▸ **THE PROBLEM**
The string "Result" may appear in lines of the listing. Report each line where it does.

▸ **EXERCISE INPUT**
****

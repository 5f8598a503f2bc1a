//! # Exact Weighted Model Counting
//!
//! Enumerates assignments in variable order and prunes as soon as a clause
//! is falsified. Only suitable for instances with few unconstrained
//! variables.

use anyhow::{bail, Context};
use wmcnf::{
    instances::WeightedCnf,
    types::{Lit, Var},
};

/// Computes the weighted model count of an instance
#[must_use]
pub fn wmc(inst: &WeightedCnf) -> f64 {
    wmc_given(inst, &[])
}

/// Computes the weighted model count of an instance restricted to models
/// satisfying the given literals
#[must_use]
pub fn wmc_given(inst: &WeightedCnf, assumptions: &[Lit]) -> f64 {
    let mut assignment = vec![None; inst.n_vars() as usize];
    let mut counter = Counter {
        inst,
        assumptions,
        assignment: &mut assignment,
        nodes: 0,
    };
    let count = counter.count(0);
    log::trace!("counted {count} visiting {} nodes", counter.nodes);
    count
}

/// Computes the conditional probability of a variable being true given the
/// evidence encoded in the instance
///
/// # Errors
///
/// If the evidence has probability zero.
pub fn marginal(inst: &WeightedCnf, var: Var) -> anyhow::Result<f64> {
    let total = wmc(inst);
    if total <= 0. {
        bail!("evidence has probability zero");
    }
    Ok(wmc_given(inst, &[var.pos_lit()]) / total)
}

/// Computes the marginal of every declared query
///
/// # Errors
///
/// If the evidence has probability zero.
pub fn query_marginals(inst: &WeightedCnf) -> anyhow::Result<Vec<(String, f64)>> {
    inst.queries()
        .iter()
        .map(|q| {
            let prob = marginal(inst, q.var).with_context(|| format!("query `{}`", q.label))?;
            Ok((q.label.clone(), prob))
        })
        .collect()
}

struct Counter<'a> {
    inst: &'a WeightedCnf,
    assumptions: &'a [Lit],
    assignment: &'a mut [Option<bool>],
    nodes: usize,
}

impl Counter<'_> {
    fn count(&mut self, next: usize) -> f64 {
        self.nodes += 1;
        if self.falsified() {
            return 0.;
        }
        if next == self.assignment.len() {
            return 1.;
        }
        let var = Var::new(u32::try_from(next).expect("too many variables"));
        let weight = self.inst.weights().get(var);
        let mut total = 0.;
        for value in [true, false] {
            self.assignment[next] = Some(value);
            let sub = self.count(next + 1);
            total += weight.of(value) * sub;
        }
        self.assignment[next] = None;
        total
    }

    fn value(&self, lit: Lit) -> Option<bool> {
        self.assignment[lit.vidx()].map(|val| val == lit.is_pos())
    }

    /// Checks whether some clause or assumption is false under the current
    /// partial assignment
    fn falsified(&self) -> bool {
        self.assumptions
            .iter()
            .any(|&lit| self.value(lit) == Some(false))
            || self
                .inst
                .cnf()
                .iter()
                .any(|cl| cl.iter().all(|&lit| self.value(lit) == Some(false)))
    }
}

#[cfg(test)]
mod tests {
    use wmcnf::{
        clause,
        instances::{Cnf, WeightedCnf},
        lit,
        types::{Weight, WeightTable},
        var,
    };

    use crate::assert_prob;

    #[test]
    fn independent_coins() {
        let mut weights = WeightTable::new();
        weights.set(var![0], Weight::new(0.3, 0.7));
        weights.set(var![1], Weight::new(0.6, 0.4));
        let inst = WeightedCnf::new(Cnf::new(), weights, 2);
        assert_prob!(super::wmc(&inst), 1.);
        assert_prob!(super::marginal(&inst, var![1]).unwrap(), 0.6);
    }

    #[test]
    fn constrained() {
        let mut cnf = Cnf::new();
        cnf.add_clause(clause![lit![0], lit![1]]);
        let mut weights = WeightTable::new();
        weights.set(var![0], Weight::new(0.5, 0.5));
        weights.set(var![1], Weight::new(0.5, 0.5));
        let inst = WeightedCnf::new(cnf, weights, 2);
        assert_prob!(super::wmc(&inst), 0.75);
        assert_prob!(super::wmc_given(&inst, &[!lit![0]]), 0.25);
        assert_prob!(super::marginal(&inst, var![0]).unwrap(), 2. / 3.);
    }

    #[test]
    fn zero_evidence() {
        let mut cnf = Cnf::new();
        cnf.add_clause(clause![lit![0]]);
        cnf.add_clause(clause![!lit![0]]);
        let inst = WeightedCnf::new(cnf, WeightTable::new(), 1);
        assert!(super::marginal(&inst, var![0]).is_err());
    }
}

****

▸ **TASK OUTPUT**
pub fn marginal(inst: &WeightedCnf, var: Var) -> anyhow::Result<f64> {
pub fn query_marginals(inst: &WeightedCnf) -> anyhow::Result<Vec<(String, f64)>> {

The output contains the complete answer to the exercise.